In love with this fella: Littlebitproud

One that will need a lot of downtime and a visit from the vet with some hoohoo-nippers! I just love how his neck ties in. Three Way Act

This guy looks like he'd have a lot of energy and spunk. Keep in mind, he was only castrated on 7/29! I'd not start with his training until late winter/early spring most likely. 5 year old thoroughbred gelding, Kentucky

Can't tell if it's a wonky build, or just the condition of the horse? 5 year old thoroughbred gelding, Kentucky

This mare is a cousin of a gelding I used to own. 3 year old thoroughbred filly, Kentucky

Not quite as large as I'd like, but a nice mover! (I think?) 5 year old thoroughbred gelding, Kentucky

Also - if there's anyone here interested in adopting, here are the websites with the list of these wonderful horses. 

Kentucky: Adopt - Second Stride Inc. 501C non-profit for retired racehorses (<--you can also Like them on Facebook!)

National: CANTER


----------



## Thyme (Sep 4, 2010)

I like the 3yr old filly First and Gold
Idk but from the picture I just feel like she has a great personality and I like her color.

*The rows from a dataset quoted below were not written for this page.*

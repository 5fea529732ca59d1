//! Datum types, literal values, and the built-in datum validator.
//!
//! Platform descriptions write PCD values as text. [`DatumValue::parse`]
//! turns that text into an explicit tagged value, so downstream code never
//! has to re-derive "is this a wide string" from formatting conventions.

use std::fmt;
use std::str::FromStr;

use serde::Serialize;

/// Datum type of a PCD.
#[derive(Debug, Clone, Copy, PartialEq, Eq, Hash, Serialize)]
#[serde(rename_all = "SCREAMING_SNAKE_CASE")]
pub enum DatumType {
    /// 8-bit unsigned.
    Uint8,
    /// 16-bit unsigned.
    Uint16,
    /// 32-bit unsigned.
    Uint32,
    /// 64-bit unsigned.
    Uint64,
    /// `BOOLEAN`.
    Boolean,
    /// `VOID*`: a string or byte buffer with a maximum size.
    Pointer,
    /// Not yet known.
    Unknown,
}

impl DatumType {
    /// Name as written in descriptions (`VOID*` for pointers).
    pub fn as_str(self) -> &'static str {
        match self {
            Self::Uint8 => "UINT8",
            Self::Uint16 => "UINT16",
            Self::Uint32 => "UINT32",
            Self::Uint64 => "UINT64",
            Self::Boolean => "BOOLEAN",
            Self::Pointer => "VOID*",
            Self::Unknown => "UNKNOWN",
        }
    }

    /// C type used in generated globals.
    pub fn c_type(self) -> &'static str {
        match self {
            Self::Uint8 | Self::Pointer => "UINT8",
            Self::Uint16 => "UINT16",
            Self::Uint32 => "UINT32",
            Self::Uint64 => "UINT64",
            Self::Boolean | Self::Unknown => "BOOLEAN",
        }
    }

    /// Suffix of the `LibPcdGet*` family and `_PCD_GET_MODE_*` macros.
    pub fn autogen_suffix(self) -> &'static str {
        match self {
            Self::Uint8 => "8",
            Self::Uint16 => "16",
            Self::Uint32 => "32",
            Self::Uint64 => "64",
            Self::Boolean => "Bool",
            Self::Pointer => "Ptr",
            Self::Unknown => "Unknown",
        }
    }

    /// Size in bytes for fixed-size types; `None` for pointers.
    pub fn fixed_size(self) -> Option<u32> {
        match self {
            Self::Uint8 | Self::Boolean => Some(1),
            Self::Uint16 => Some(2),
            Self::Uint32 => Some(4),
            Self::Uint64 => Some(8),
            Self::Pointer | Self::Unknown => None,
        }
    }

    fn max_value(self) -> Option<u64> {
        match self {
            Self::Uint8 => Some(u64::from(u8::MAX)),
            Self::Uint16 => Some(u64::from(u16::MAX)),
            Self::Uint32 => Some(u64::from(u32::MAX)),
            Self::Uint64 => Some(u64::MAX),
            _ => None,
        }
    }
}

impl fmt::Display for DatumType {
    fn fmt(&self, f: &mut fmt::Formatter<'_>) -> fmt::Result {
        f.pad(self.as_str())
    }
}

impl FromStr for DatumType {
    type Err = ();

    fn from_str(s: &str) -> Result<Self, ()> {
        match s.trim().to_ascii_uppercase().as_str() {
            "UINT8" => Ok(Self::Uint8),
            "UINT16" => Ok(Self::Uint16),
            "UINT32" => Ok(Self::Uint32),
            "UINT64" => Ok(Self::Uint64),
            "BOOLEAN" => Ok(Self::Boolean),
            "VOID*" | "VOID *" | "POINTER" => Ok(Self::Pointer),
            _ => Err(()),
        }
    }
}

/// A parsed PCD value.
#[derive(Debug, Clone, PartialEq, Eq)]
pub enum DatumValue {
    /// Any of the `UINT*` types.
    Integer(u64),
    /// `BOOLEAN`.
    Boolean(bool),
    /// `L"..."`, stored without the prefix and quotes.
    UnicodeString(String),
    /// `"..."`, stored without the quotes.
    AsciiString(String),
    /// `{0x.., 0x..}`.
    ByteArray(Vec<u8>),
}

impl DatumValue {
    /// Parse `text` as a value of `datum_type`.
    pub fn parse(text: &str, datum_type: DatumType) -> Result<Self, String> {
        let text = text.trim();
        match datum_type {
            DatumType::Uint8 | DatumType::Uint16 | DatumType::Uint32 | DatumType::Uint64 => {
                let value = decode_number(text)
                    .ok_or_else(|| format!("value '{text}' is not a decimal or hex number"))?;
                let max = datum_type.max_value().unwrap_or(u64::MAX);
                if value > max {
                    return Err(format!(
                        "value '{text}' exceeds the {datum_type} maximum {max:#x}"
                    ));
                }
                Ok(Self::Integer(value))
            }
            DatumType::Boolean => match text.to_ascii_uppercase().as_str() {
                "TRUE" | "1" | "0X1" => Ok(Self::Boolean(true)),
                "FALSE" | "0" | "0X0" => Ok(Self::Boolean(false)),
                _ => Err(format!("value '{text}' is not TRUE or FALSE")),
            },
            DatumType::Pointer => parse_pointer(text),
            DatumType::Unknown => Err(format!("cannot validate '{text}' against an unknown datum type")),
        }
    }

    /// Size in bytes this value occupies in a buffer of `datum_type`.
    pub fn byte_size(&self, datum_type: DatumType) -> u32 {
        match self {
            Self::UnicodeString(s) => to_u32((s.encode_utf16().count() + 1) * 2),
            Self::AsciiString(s) => to_u32(s.len() + 1),
            Self::ByteArray(bytes) => to_u32(bytes.len()),
            Self::Integer(_) | Self::Boolean(_) => datum_type.fixed_size().unwrap_or(0),
        }
    }

    /// `true` for zero, FALSE, empty strings and all-zero byte arrays.
    pub fn is_zero(&self) -> bool {
        match self {
            Self::Integer(v) => *v == 0,
            Self::Boolean(b) => !b,
            Self::UnicodeString(s) | Self::AsciiString(s) => s.is_empty(),
            Self::ByteArray(bytes) => bytes.iter().all(|b| *b == 0),
        }
    }

    /// Render as a C expression or initializer.
    pub fn to_c_literal(&self, datum_type: DatumType) -> String {
        match self {
            Self::Integer(v) if datum_type == DatumType::Uint64 => format!("{v:#x}ULL"),
            Self::Integer(v) if datum_type == DatumType::Uint32 => format!("{v:#x}U"),
            Self::Integer(v) => format!("{v:#x}"),
            Self::Boolean(true) => "TRUE".into(),
            Self::Boolean(false) => "FALSE".into(),
            Self::UnicodeString(s) => format!("L\"{s}\""),
            Self::AsciiString(s) => format!("\"{s}\""),
            Self::ByteArray(bytes) => {
                let items: Vec<String> = bytes.iter().map(|b| format!("0x{b:02x}")).collect();
                format!("{{ {} }}", items.join(", "))
            }
        }
    }
}

fn to_u32(n: usize) -> u32 {
    u32::try_from(n).unwrap_or(u32::MAX)
}

fn parse_pointer(text: &str) -> Result<DatumValue, String> {
    if let Some(inner) = text.strip_prefix("L\"").and_then(|s| s.strip_suffix('"')) {
        return Ok(DatumValue::UnicodeString(inner.to_string()));
    }
    if text.len() >= 2 && text.starts_with('"') && text.ends_with('"') {
        return Ok(DatumValue::AsciiString(text[1..text.len() - 1].to_string()));
    }
    if let Some(inner) = text.strip_prefix('{').and_then(|s| s.strip_suffix('}')) {
        let mut bytes = Vec::new();
        for item in inner.split(',').map(str::trim).filter(|s| !s.is_empty()) {
            let byte = decode_number(item)
                .filter(|v| *v <= u64::from(u8::MAX))
                .ok_or_else(|| format!("byte array element '{item}' is not a byte value"))?;
            bytes.push(u8::try_from(byte).unwrap_or_default());
        }
        return Ok(DatumValue::ByteArray(bytes));
    }
    Err(format!(
        "VOID* value '{text}' is neither a unicode string, an ASCII string nor a byte array"
    ))
}

/// Decode a decimal or `0x`-prefixed hex number.
///
/// Leading zeros are read as decimal; octal is not supported.
pub fn decode_number(text: &str) -> Option<u64> {
    let text = text.trim();
    if let Some(hex) = text.strip_prefix("0x").or_else(|| text.strip_prefix("0X")) {
        u64::from_str_radix(hex, 16).ok()
    } else if !text.is_empty() && text.chars().all(|c| c.is_ascii_digit()) {
        text.parse().ok()
    } else {
        None
    }
}

/// Built-in datum validator.
///
/// Checks that `datum` parses as `datum_type` and, for `VOID*`, that
/// `max_size` is non-zero and large enough to hold the value.
pub fn verify_datum(
    cname: &str,
    module: &str,
    datum: &str,
    datum_type: DatumType,
    max_size: u32,
) -> Result<(), String> {
    let value = DatumValue::parse(datum, datum_type)?;

    if datum_type == DatumType::Pointer {
        if max_size == 0 {
            return Err(format!(
                "PCD {cname} in module {module} is VOID* but has no max datum size"
            ));
        }
        let size = value.byte_size(datum_type);
        if size > max_size {
            return Err(format!(
                "value {datum} of PCD {cname} in module {module} needs {size} bytes, \
                 more than the max datum size {max_size}"
            ));
        }
    }
    Ok(())
}

#[cfg(test)]
mod tests {
    use super::*;

    #[test]
    fn decode_number_hex_and_decimal() {
        assert_eq!(decode_number("0x10"), Some(16));
        assert_eq!(decode_number("0X1f"), Some(31));
        assert_eq!(decode_number("42"), Some(42));
        assert_eq!(decode_number("010"), Some(10));
        assert_eq!(decode_number("-1"), None);
        assert_eq!(decode_number(""), None);
        assert_eq!(decode_number("0xZZ"), None);
    }

    #[test]
    fn integer_ranges_enforced() {
        assert!(DatumValue::parse("0xFF", DatumType::Uint8).is_ok());
        assert!(DatumValue::parse("256", DatumType::Uint8).is_err());
        assert!(DatumValue::parse("0x10000", DatumType::Uint16).is_err());
        assert!(DatumValue::parse("0xFFFFFFFF", DatumType::Uint32).is_ok());
        assert!(DatumValue::parse("0x100000000", DatumType::Uint32).is_err());
        assert!(DatumValue::parse("0xFFFFFFFFFFFFFFFF", DatumType::Uint64).is_ok());
    }

    #[test]
    fn booleans() {
        assert_eq!(DatumValue::parse("true", DatumType::Boolean), Ok(DatumValue::Boolean(true)));
        assert_eq!(DatumValue::parse("FALSE", DatumType::Boolean), Ok(DatumValue::Boolean(false)));
        assert!(DatumValue::parse("yes", DatumType::Boolean).is_err());
    }

    #[test]
    fn pointer_forms_are_tagged() {
        assert_eq!(
            DatumValue::parse("L\"Setup\"", DatumType::Pointer),
            Ok(DatumValue::UnicodeString("Setup".into()))
        );
        assert_eq!(
            DatumValue::parse("\"abc\"", DatumType::Pointer),
            Ok(DatumValue::AsciiString("abc".into()))
        );
        assert_eq!(
            DatumValue::parse("{0x01, 0x2, 3}", DatumType::Pointer),
            Ok(DatumValue::ByteArray(vec![1, 2, 3]))
        );
        assert!(DatumValue::parse("{0x100}", DatumType::Pointer).is_err());
        assert!(DatumValue::parse("abc", DatumType::Pointer).is_err());
    }

    #[test]
    fn pointer_sizes() {
        let wide = DatumValue::UnicodeString("ab".into());
        assert_eq!(wide.byte_size(DatumType::Pointer), 6);
        let ascii = DatumValue::AsciiString("ab".into());
        assert_eq!(ascii.byte_size(DatumType::Pointer), 3);
        // U+1F600 is a surrogate pair in UTF-16.
        let astral = DatumValue::UnicodeString("\u{1F600}".into());
        assert_eq!(astral.byte_size(DatumType::Pointer), 6);
    }

    #[test]
    fn verify_pointer_requires_room() {
        assert!(verify_datum("PcdS", "M", "L\"ab\"", DatumType::Pointer, 6).is_ok());
        let err = verify_datum("PcdS", "M", "L\"ab\"", DatumType::Pointer, 4).unwrap_err();
        assert!(err.contains("PcdS") && err.contains("max datum size"), "unexpected: {err}");
        let err = verify_datum("PcdS", "M", "L\"\u{1F600}\"", DatumType::Pointer, 4).unwrap_err();
        assert!(err.contains("needs 6 bytes"), "unexpected: {err}");
        let err = verify_datum("PcdS", "M", "\"a\"", DatumType::Pointer, 0).unwrap_err();
        assert!(err.contains("no max datum size"), "unexpected: {err}");
    }

    #[test]
    fn zero_detection() {
        assert!(DatumValue::Integer(0).is_zero());
        assert!(!DatumValue::Integer(5).is_zero());
        assert!(DatumValue::Boolean(false).is_zero());
        assert!(DatumValue::ByteArray(vec![0, 0]).is_zero());
        assert!(!DatumValue::UnicodeString("x".into()).is_zero());
    }

    #[test]
    fn datum_type_names_round_trip() {
        for ty in [
            DatumType::Uint8,
            DatumType::Uint16,
            DatumType::Uint32,
            DatumType::Uint64,
            DatumType::Boolean,
            DatumType::Pointer,
        ] {
            assert_eq!(ty.as_str().parse::<DatumType>(), Ok(ty));
        }
        assert!("FLOAT".parse::<DatumType>().is_err());
    }
}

She seems friendly and alert but not hot.
Not good on critique but thats who I would go with 
Good Luck!


----------



## Equilove (Feb 21, 2011)

Thyme said:


> I like the 3yr old filly First in Gold
> Idk but from the picture I just feel like she has a great personality and I like her color.
> Not good on critique but thats who I would go with
> Good Luck!


I thought she had a very kind eye as well! Like she would make a calm, observant, willing-to-please mare. Thanks!


----------



## Skyseternalangel (Jul 23, 2011)

This guy caught my attention: Powder House Road

He wasn't in any of your choices, I was just caught up in looking at OTTB cause I've never really had any clue where people were getting them.. 

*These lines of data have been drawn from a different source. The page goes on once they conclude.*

/// Fill a dynamic token's size and SKU data from its platform declaration.
///
/// `module_datum` and `module_max_size` are the referencing module's view;
/// both are absent for unreferenced declarations.
fn apply_dynamic_declaration<S: PlatformPcdDataSource + ?Sized>(
    source: &S,
    token: &mut Token,
    module: &str,
    decl: &DynamicPcdBuildData,
    module_datum: Option<&str>,
    module_max_size: u32,
) -> Result<()> {
    let cname = token.cname.clone();
    let datum_type = token.datum_type;

    let decl_type = parse_item_type(&cname, module, &decl.item_type)?;
    if !decl_type.is_dynamic() {
        return Err(PcdError::NotDynamicInDeclaration {
            cname,
            item_type: decl_type.as_str().to_string(),
        });
    }
    let decl_datum_type = parse_datum_type(&cname, module, &decl.datum_type)?;
    if decl_datum_type != datum_type {
        return Err(PcdError::DatumTypeMismatch {
            cname,
            module: module.to_string(),
            existing: decl_datum_type.as_str().to_string(),
            found: datum_type.as_str().to_string(),
        });
    }
    let decl_token = decode_u32(&cname, module, "token number", &decl.token)?;
    if decl_token != token.token_number {
        return Err(PcdError::TokenNumberMismatch {
            cname,
            module: module.to_string(),
            existing: decl_token,
            found: token.token_number,
        });
    }

    // The declaration's size is authoritative for dynamic PCDs.
    let size = if decl.max_datum_size > 0 {
        decl.max_datum_size
    } else {
        datum_type.fixed_size().unwrap_or(0)
    };
    if module_max_size != 0 && module_max_size != size {
        return Err(PcdError::MaxDatumSizeMismatch {
            cname,
            module: module.to_string(),
            expected: size,
            found: module_max_size,
        });
    }
    if let Some(value) = module_datum {
        verify(source, &cname, module, value, datum_type, size)?;
    }

    let mut skus: Vec<SkuInstance> = Vec::with_capacity(decl.skus.len());
    for info in &decl.skus {
        let id = decode_u32(&cname, module, "SKU id", &info.id)?;
        if skus.iter().any(|sku| sku.id == id) {
            return Err(PcdError::DuplicateSkuId {
                cname,
                module: module.to_string(),
                sku_id: id,
            });
        }

        let value = if let Some(value) = info.value.as_deref() {
            let value = value.trim();
            verify(source, &cname, module, value, datum_type, size)?;
            SkuValue::Default {
                value: value.to_string(),
            }
        } else if let Some(name) = info.variable_name.as_deref() {
            let missing = |field| PcdError::MissingHiiField {
                cname: cname.clone(),
                module: module.to_string(),
                sku_id: id,
                field,
            };
            let guid_cname = info
                .variable_guid
                .as_deref()
                .ok_or_else(|| missing(HiiField::VariableGuid))?;
            let offset_text = info
                .variable_offset
                .as_deref()
                .ok_or_else(|| missing(HiiField::VariableOffset))?;
            let default_value = info
                .hii_default_value
                .as_deref()
                .map(str::trim)
                .ok_or_else(|| missing(HiiField::HiiDefaultValue))?;

            let offset = decode_number(offset_text).ok_or_else(|| PcdError::InvalidNumber {
                cname: cname.clone(),
                module: module.to_string(),
                field: "variable offset",
                text: offset_text.to_string(),
            })?;
            let variable_offset = u16::try_from(offset).map_err(|_| PcdError::HiiOffsetOutOfRange {
                cname: cname.clone(),
                module: module.to_string(),
                offset,
            })?;
            let guid_text =
                source
                    .guid_info_from_spd(guid_cname)
                    .ok_or_else(|| PcdError::VariableGuidNotFound {
                        cname: cname.clone(),
                        module: module.to_string(),
                        guid_cname: guid_cname.to_string(),
                    })?;
            let variable_guid = translate_schema_string_to_guid(&guid_text)?;
            verify(source, &cname, module, default_value, datum_type, size)?;

            SkuValue::Hii {
                variable_name: scan_variable_name(name),
                variable_guid,
                variable_offset,
                default_value: default_value.to_string(),
            }
        } else if let Some(offset_text) = info.vpd_offset.as_deref() {
            SkuValue::Vpd {
                offset: decode_u32(&cname, module, "VPD offset", offset_text)?,
            }
        } else {
            return Err(PcdError::EmptySkuValue {
                cname,
                module: module.to_string(),
                sku_id: id,
            });
        };

        if let (0, Some(found), Some(expected)) = (id, module_datum, value.default_value()) {
            if !values_agree(expected, found, datum_type) {
                return Err(PcdError::DefaultValueMismatch {
                    cname,
                    module: module.to_string(),
                    expected: expected.to_string(),
                    found: found.to_string(),
                });
            }
        }
        skus.push(SkuInstance::new(id, value));
    }

    if !skus.iter().any(SkuInstance::is_default_sku) {
        return Err(PcdError::MissingDefaultSku {
            cname,
            module: module.to_string(),
        });
    }

    token.datum_size = size;
    token.sku_data = skus;
    vprintln!(
        "    {cname}: {} SKU(s), size {size}{}{}",
        token.sku_data.len(),
        if token.is_hii_enable() { ", HII" } else { "" },
        if token.is_vpd_enable() { ", VPD" } else { "" }
    );
    Ok(())
}

fn module_identity(module: &ModulePcdInfo) -> Result<ModuleIdentity> {
    let guid = |text: Option<&str>| {
        text.map(str::trim)
            .filter(|t| !t.is_empty())
            .map(translate_schema_string_to_guid)
            .transpose()
    };
    Ok(ModuleIdentity {
        name: module.name.clone(),
        guid: guid(module.guid.as_deref())?,
        package_name: module.package.clone(),
        package_guid: guid(module.package_guid.as_deref())?,
        arch: module.arch.clone(),
        version: module.version.clone(),
        module_type: module.module_type,
    })
}

fn verify<S: PlatformPcdDataSource + ?Sized>(
    source: &S,
    cname: &str,
    module: &str,
    datum: &str,
    datum_type: DatumType,
    max_size: u32,
) -> Result<()> {
    source
        .verify_datum(cname, module, datum, datum_type, max_size)
        .map_err(|message| PcdError::InvalidDatum {
            cname: cname.to_string(),
            module: module.to_string(),
            message,
        })
}

/// Two literals agree if they parse to the same value, or failing that,
/// match textually ignoring ASCII case.
fn values_agree(expected: &str, found: &str, datum_type: DatumType) -> bool {
    match (
        DatumValue::parse(expected, datum_type),
        DatumValue::parse(found, datum_type),
    ) {
        (Ok(a), Ok(b)) => a == b,
        _ => expected.trim().eq_ignore_ascii_case(found.trim()),
    }
}

fn lacks_token_space(token_space: Option<&str>) -> bool {
    token_space.map(str::trim).is_none_or(str::is_empty)
}

fn parse_item_type(cname: &str, module: &str, text: &str) -> Result<PcdType> {
    text.trim()
        .parse()
        .map_err(|()| PcdError::UnknownItemType {
            cname: cname.to_string(),
            module: module.to_string(),
            text: text.to_string(),
        })
}

fn parse_datum_type(cname: &str, module: &str, text: &str) -> Result<DatumType> {
    text.trim()
        .parse()
        .map_err(|()| PcdError::UnknownDatumType {
            cname: cname.to_string(),
            module: module.to_string(),
            text: text.to_string(),
        })
}

fn decode_u32(cname: &str, module: &str, field: &'static str, text: &str) -> Result<u32> {
    decode_number(text)
        .and_then(|n| u32::try_from(n).ok())
        .ok_or_else(|| PcdError::InvalidNumber {
            cname: cname.to_string(),
            module: module.to_string(),
            field,
            text: text.to_string(),
        })
}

It's so much fun to look at potentials


----------



## HannahFaith (Apr 27, 2011)

ahhhhhhhhhhhh why did you have to post that?! haha i just sold my horse and now im already looking for a new one! *sigh* and then looking at you tube videos of some of those horses on CANTER made me look kittens some how... and i can't have those either! hahahah i blame youuuuu!!! =p


----------



## Thyme (Sep 4, 2010)

Yea, I dont know if this is your first OTTB but i looked at all of them as if I was going to purchase one as my first and she is the one that looks friendliest and understanding? Cant find the right word so you might not get what I mean lol
I also think she is the prettiest and she is 16.2hh which is a great height for what your looking for.


----------



## Equilove (Feb 21, 2011)

HannahFaith said:


> ahhhhhhhhhhhh why did you have to post that?! haha i just sold my horse and now im already looking for a new one! *sigh* and then looking at you tube videos of some of those horses on CANTER made me look kittens some how... and i can't have those either! hahahah i blame youuuuu!!! =p


Haha I'm sorry! It's good people are looking though - I might get a good opinion on a horse for myself, and rehome a few deserving horses in the process! 



Skyseternalangel said:


> This guy caught my attention: Powder House Road
> 
> He wasn't in any of your choices, I was just caught up in looking at OTTB cause I've never really had any clue where people were getting them..
> 
> It's so much fun to look at potentials


Yes he is stunning, I agree! A little too far away and a little too out of my price range though. I love the grays!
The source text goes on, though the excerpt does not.